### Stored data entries

________________________________________

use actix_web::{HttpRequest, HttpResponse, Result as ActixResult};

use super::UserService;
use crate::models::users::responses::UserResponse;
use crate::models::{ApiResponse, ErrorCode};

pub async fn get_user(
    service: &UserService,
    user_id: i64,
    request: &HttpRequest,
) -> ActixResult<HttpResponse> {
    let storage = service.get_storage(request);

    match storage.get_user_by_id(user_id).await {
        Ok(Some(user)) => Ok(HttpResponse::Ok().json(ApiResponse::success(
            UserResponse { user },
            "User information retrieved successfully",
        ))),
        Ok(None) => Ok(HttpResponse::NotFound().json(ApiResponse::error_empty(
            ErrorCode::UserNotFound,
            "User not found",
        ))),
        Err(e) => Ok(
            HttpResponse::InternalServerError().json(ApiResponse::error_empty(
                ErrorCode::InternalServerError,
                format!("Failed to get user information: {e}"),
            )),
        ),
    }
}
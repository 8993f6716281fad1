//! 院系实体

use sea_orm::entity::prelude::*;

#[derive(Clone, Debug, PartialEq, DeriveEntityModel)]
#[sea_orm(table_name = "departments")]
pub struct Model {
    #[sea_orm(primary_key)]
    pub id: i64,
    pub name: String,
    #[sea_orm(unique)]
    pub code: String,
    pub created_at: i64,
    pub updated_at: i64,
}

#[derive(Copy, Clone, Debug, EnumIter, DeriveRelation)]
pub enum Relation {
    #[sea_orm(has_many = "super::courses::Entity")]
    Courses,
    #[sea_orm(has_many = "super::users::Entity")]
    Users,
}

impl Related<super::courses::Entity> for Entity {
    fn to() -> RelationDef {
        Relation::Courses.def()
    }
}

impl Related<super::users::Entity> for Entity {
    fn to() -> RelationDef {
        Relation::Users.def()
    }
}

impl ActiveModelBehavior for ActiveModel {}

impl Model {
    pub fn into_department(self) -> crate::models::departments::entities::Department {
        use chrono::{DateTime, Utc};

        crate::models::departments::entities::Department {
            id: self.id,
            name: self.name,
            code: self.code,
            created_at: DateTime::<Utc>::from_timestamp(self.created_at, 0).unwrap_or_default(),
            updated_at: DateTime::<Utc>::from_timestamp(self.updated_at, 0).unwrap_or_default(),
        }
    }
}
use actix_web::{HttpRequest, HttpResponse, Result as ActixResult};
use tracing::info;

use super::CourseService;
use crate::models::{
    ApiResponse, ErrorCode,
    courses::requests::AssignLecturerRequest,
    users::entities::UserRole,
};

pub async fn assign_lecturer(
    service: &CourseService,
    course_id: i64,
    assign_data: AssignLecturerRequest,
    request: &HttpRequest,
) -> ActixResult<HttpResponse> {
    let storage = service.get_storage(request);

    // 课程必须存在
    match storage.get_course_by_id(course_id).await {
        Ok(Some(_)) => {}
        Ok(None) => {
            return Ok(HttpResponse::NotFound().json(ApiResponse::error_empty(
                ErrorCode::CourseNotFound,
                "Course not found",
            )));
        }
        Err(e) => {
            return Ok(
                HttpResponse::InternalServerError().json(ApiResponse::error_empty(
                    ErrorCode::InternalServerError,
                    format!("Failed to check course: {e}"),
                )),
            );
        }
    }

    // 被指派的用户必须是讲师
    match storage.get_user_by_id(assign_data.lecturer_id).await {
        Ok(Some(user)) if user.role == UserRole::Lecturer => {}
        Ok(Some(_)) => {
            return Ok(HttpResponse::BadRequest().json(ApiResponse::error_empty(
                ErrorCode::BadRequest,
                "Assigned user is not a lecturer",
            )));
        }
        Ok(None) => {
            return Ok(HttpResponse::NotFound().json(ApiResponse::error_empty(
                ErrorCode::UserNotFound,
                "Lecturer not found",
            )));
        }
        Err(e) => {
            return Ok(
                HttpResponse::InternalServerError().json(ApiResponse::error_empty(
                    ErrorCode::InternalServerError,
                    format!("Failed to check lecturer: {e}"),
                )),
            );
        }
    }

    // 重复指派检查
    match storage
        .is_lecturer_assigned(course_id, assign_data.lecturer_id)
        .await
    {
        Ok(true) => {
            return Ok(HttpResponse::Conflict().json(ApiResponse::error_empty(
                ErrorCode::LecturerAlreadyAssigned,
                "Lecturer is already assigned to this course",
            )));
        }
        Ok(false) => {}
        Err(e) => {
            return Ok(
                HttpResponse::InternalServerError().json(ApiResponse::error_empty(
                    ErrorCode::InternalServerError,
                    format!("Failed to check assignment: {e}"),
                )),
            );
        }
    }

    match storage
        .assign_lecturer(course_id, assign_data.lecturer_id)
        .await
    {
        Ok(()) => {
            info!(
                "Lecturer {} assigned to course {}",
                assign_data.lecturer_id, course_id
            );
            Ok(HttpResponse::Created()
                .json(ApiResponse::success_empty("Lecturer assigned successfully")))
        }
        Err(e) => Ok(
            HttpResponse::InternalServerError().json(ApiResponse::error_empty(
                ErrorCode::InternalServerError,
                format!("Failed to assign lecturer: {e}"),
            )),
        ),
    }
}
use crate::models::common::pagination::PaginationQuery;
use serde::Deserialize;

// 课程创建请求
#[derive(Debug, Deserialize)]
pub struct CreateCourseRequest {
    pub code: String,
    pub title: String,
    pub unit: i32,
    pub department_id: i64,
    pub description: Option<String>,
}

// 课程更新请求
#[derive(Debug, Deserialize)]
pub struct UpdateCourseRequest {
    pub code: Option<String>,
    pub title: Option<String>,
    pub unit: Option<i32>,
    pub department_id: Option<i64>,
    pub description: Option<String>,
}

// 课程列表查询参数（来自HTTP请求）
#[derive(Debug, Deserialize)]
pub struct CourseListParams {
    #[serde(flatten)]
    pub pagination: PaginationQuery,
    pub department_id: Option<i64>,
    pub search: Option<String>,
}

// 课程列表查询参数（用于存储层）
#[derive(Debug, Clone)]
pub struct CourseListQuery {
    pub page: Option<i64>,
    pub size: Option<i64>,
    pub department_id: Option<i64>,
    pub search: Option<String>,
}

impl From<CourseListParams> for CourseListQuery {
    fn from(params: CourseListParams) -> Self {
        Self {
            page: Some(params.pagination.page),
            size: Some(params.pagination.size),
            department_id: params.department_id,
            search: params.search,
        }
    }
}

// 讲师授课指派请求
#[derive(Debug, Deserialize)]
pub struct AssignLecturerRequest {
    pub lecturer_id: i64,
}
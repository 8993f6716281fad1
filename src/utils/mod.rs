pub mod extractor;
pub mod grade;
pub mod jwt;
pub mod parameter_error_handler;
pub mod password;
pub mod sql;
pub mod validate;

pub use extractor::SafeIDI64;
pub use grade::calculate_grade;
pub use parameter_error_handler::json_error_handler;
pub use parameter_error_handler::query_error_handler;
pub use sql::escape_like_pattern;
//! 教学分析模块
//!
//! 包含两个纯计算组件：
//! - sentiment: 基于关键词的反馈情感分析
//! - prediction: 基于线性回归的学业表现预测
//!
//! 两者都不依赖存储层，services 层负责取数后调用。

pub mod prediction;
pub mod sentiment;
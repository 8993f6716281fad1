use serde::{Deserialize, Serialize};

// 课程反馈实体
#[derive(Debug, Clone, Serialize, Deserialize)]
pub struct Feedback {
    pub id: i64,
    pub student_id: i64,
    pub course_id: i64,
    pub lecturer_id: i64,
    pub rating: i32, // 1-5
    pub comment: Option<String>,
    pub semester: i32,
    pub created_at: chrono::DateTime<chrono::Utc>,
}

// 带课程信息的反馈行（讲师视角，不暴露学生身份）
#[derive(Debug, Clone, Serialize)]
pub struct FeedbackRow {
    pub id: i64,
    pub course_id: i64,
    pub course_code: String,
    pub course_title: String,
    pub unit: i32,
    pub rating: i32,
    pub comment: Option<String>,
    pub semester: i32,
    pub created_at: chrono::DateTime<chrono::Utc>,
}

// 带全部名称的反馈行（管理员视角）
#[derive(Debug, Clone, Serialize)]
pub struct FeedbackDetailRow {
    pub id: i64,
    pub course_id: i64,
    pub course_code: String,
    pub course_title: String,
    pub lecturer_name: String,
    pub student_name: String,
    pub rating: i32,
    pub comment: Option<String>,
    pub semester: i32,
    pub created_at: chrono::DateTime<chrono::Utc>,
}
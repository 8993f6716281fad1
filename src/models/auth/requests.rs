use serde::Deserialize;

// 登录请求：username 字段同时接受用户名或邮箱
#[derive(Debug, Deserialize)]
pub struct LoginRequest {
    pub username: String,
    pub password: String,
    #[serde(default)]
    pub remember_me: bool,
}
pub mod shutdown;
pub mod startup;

________________________________________

### Exercise objective
From the entries, count the lines that hold the string "Some". Nothing but the number is needed.

### Result of this exercise
6